Liu Lu, Ruan Jianhua
Department of Computer Science, The University of Texas at San Antonio, San Antonio, USA.
Proceedings (IEEE Int Conf Bioinformatics Biomed). 2013:218-221. doi: 10.1109/BIBM.2013.6732493.
Finding out the associations between an input gene set, such as genes associated with a certain phenotype, and annotated gene sets, such as known pathways, are a very important problem in modern molecular biology. The existing approaches mainly focus on the overlap between the two, and may miss important but subtle relationships between genes. In this paper, we propose a method, NetPEA, by combining the known pathways and high-throughput networks. Our method not only considers the shared genes, but also takes the gene interactions into account. It utilizes a protein-protein interaction network and a random walk procedure to identify hidden relationships between gene sets, and uses a randomization strategy to evaluate the significance for pathways to achieve such similarity scores. Compared with the over-representation based method, our method can identify more relationships. Compared with a state of the art network-based method, EnrichNet, our method not only provides a ranked list of pathways, but also provides the statistical significant information. Importantly, through independent tests, we show that our method likely has a higher sensitivity in revealing the true casual pathways, while at the same time achieve a higher specificity. Literature review of selected results indicates that some of the novel pathways reported by our method are biologically relevant and important.
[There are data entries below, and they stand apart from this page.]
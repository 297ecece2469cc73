use std::path::PathBuf;
use std::process::{ExitStatus, Stdio};
use std::sync::Arc;
use std::sync::atomic::{AtomicBool, Ordering};
use std::time::Duration;

use serde::Serialize;
use thiserror::Error;
use tokio::io::{AsyncRead, AsyncReadExt};
use tokio::process::{Child, Command};
use tokio::sync::{broadcast, mpsc, oneshot, watch};
use tokio::task::JoinHandle;
use tracing::{debug, error, info, warn};

use super::readiness::{LineOutcome, StdoutDecoder};
use crate::config::{RuntimeOptions, WorkerCommand};

const EVENT_CHANNEL_CAPACITY: usize = 1024;
const READ_CHUNK_SIZE: usize = 4096;
/// How long an exited worker's pipes may keep draining (held open by grandchildren).
const PIPE_DRAIN_TIMEOUT: Duration = Duration::from_secs(2);

#[derive(Debug, Error)]
pub enum SupervisorError {
    #[error("Worker executable {program:?} not found: {source}")]
    ExecutableNotFound {
        program: PathBuf,
        #[source]
        source: which::Error,
    },

    #[error("Failed to spawn worker {program:?}: {source}")]
    Spawn {
        program: PathBuf,
        #[source]
        source: std::io::Error,
    },

    #[error("Worker {0} was not captured")]
    MissingPipe(&'static str),

    #[error("Worker exited before becoming ready (code: {code:?}, signal: {signal:?})")]
    ExitedBeforeReady {
        code: Option<i32>,
        signal: Option<i32>,
    },

    #[error("Worker did not become ready within {0:?}")]
    ReadyTimeout(Duration),

    #[error("Supervisor shut down")]
    ChannelClosed,
}

impl SupervisorError {
    /// The start attempt failed before any process existed.
    pub fn is_spawn_failure(&self) -> bool {
        matches!(
            self,
            Self::ExecutableNotFound { .. } | Self::Spawn { .. } | Self::MissingPipe(_)
        )
    }
}

#[derive(Debug, Clone, Copy, PartialEq, Eq, Serialize, strum_macros::Display)]
#[serde(rename_all = "snake_case")]
#[strum(serialize_all = "snake_case")]
pub enum ExitPhase {
    BeforeReady,
    AfterReady,
}

#[derive(Debug, Clone, PartialEq, Eq, Serialize)]
#[serde(tag = "type", rename_all = "snake_case")]
pub enum RuntimeEvent {
    Ready {
        host: String,
        port: u16,
    },
    Log {
        line: String,
    },
    ErrorLog {
        chunk: String,
    },
    Exited {
        code: Option<i32>,
        signal: Option<i32>,
        phase: ExitPhase,
    },
}

#[derive(Debug, Clone, PartialEq, Eq, Default)]
pub enum RuntimeStatus {
    #[default]
    Stopped,
    Starting,
    Ready {
        host: String,
        port: u16,
    },
    Exited {
        code: Option<i32>,
        signal: Option<i32>,
        phase: ExitPhase,
    },
}

impl RuntimeStatus {
    pub fn is_ready(&self) -> bool {
        matches!(self, Self::Ready { .. })
    }

    /// `(host, port)` of a ready worker.
    pub fn address(&self) -> Option<(&str, u16)> {
        match self {
            Self::Ready { host, port } => Some((host, *port)),
            _ => None,
        }
    }
}

#[derive(Debug, Clone, Copy, PartialEq, Eq)]
pub enum StartOutcome {
    Started { pid: Option<u32> },
    AlreadyRunning,
}

enum SupervisorCmd {
    Start {
        options: RuntimeOptions,
        reply: oneshot::Sender<Result<StartOutcome, SupervisorError>>,
    },
    Stop {
        reply: oneshot::Sender<bool>,
    },
    ProcessReady {
        generation: u64,
        port: u16,
    },
    ProcessExited {
        generation: u64,
        code: Option<i32>,
        signal: Option<i32>,
        phase: ExitPhase,
    },
}

/// Handle to the worker process supervisor.
///
/// Cloning shares the same supervisor. The worker is terminated once every
/// handle has been dropped.
#[derive(Clone)]
pub struct RuntimeSupervisor {
    cmd_tx: mpsc::UnboundedSender<SupervisorCmd>,
    events: broadcast::Sender<RuntimeEvent>,
    status: watch::Receiver<RuntimeStatus>,
}

impl RuntimeSupervisor {
    pub fn new(command: WorkerCommand) -> Self {
        let (cmd_tx, cmd_rx) = mpsc::unbounded_channel();
        let (events, _) = broadcast::channel(EVENT_CHANNEL_CAPACITY);
        let (status_tx, status) = watch::channel(RuntimeStatus::Stopped);

        let actor = SupervisorActor {
            command,
            cmd_tx: cmd_tx.downgrade(),
            events: events.clone(),
            status: status_tx,
            current: None,
            generation: 0,
        };
        tokio::spawn(actor.run(cmd_rx));

        Self {
            cmd_tx,
            events,
            status,
        }
    }

    /// Spawn the worker. A second call while a process is held is a no-op.
    pub async fn start(&self, options: RuntimeOptions) -> Result<StartOutcome, SupervisorError> {
        let (reply, reply_rx) = oneshot::channel();
        self.cmd_tx
            .send(SupervisorCmd::Start { options, reply })
            .map_err(|_| SupervisorError::ChannelClosed)?;
        reply_rx.await.map_err(|_| SupervisorError::ChannelClosed)?
    }

    /// Ask the worker to terminate. Returns whether a process was signalled;
    /// the exit itself arrives later as [`RuntimeEvent::Exited`].
    pub async fn stop(&self) -> Result<bool, SupervisorError> {
        let (reply, reply_rx) = oneshot::channel();
        self.cmd_tx
            .send(SupervisorCmd::Stop { reply })
            .map_err(|_| SupervisorError::ChannelClosed)?;
        reply_rx.await.map_err(|_| SupervisorError::ChannelClosed)
    }

    pub fn subscribe(&self) -> broadcast::Receiver<RuntimeEvent> {
        self.events.subscribe()
    }

    pub fn status(&self) -> RuntimeStatus {
        self.status.borrow().clone()
    }

    pub fn watch_status(&self) -> watch::Receiver<RuntimeStatus> {
        self.status.clone()
    }

    pub fn is_ready(&self) -> bool {
        self.status.borrow().is_ready()
    }

    /// Wait until the worker reports readiness, returning its address.
    pub async fn wait_ready(&self, timeout: Duration) -> Result<(String, u16), SupervisorError> {
        let mut status = self.status.clone();
        let settled = tokio::time::timeout(
            timeout,
            status.wait_for(|s| {
                matches!(s, RuntimeStatus::Ready { .. } | RuntimeStatus::Exited { .. })
            }),
        )
        .await
        .map_err(|_| SupervisorError::ReadyTimeout(timeout))?
        .map_err(|_| SupervisorError::ChannelClosed)?;

        match &*settled {
            RuntimeStatus::Ready { host, port } => Ok((host.clone(), *port)),
            RuntimeStatus::Exited { code, signal, .. } => Err(SupervisorError::ExitedBeforeReady {
                code: *code,
                signal: *signal,
            }),
            RuntimeStatus::Stopped | RuntimeStatus::Starting => {
                Err(SupervisorError::ReadyTimeout(timeout))
            }
        }
    }
}

struct ProcessSlot {
    generation: u64,
    host: String,
    kill_tx: Option<oneshot::Sender<()>>,
}

struct SupervisorActor {
    command: WorkerCommand,
    cmd_tx: mpsc::WeakUnboundedSender<SupervisorCmd>,
    events: broadcast::Sender<RuntimeEvent>,
    status: watch::Sender<RuntimeStatus>,
    current: Option<ProcessSlot>,
    generation: u64,
}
找出输入基因集(如与某种表型相关的基因)与注释基因集(如已知通路)之间的关联,是现代分子生物学中一个非常重要的问题。现有方法主要关注两者之间的重叠,可能会忽略基因之间重要但微妙的关系。在本文中,我们提出了一种方法NetPEA,通过结合已知通路和高通量网络。我们的方法不仅考虑共享基因,还考虑基因相互作用。它利用蛋白质-蛋白质相互作用网络和随机游走程序来识别基因集之间的隐藏关系,并使用随机化策略来评估通路达到此类相似性得分的显著性。与基于过度表达的方法相比,我们的方法可以识别更多关系。与一种基于网络的先进方法EnrichNet相比,我们的方法不仅提供通路的排名列表,还提供统计显著信息。重要的是,通过独立测试,我们表明我们的方法在揭示真正的因果通路时可能具有更高的敏感性,同时实现更高的特异性。对所选结果的文献综述表明,我们的方法报告的一些新通路具有生物学相关性且很重要。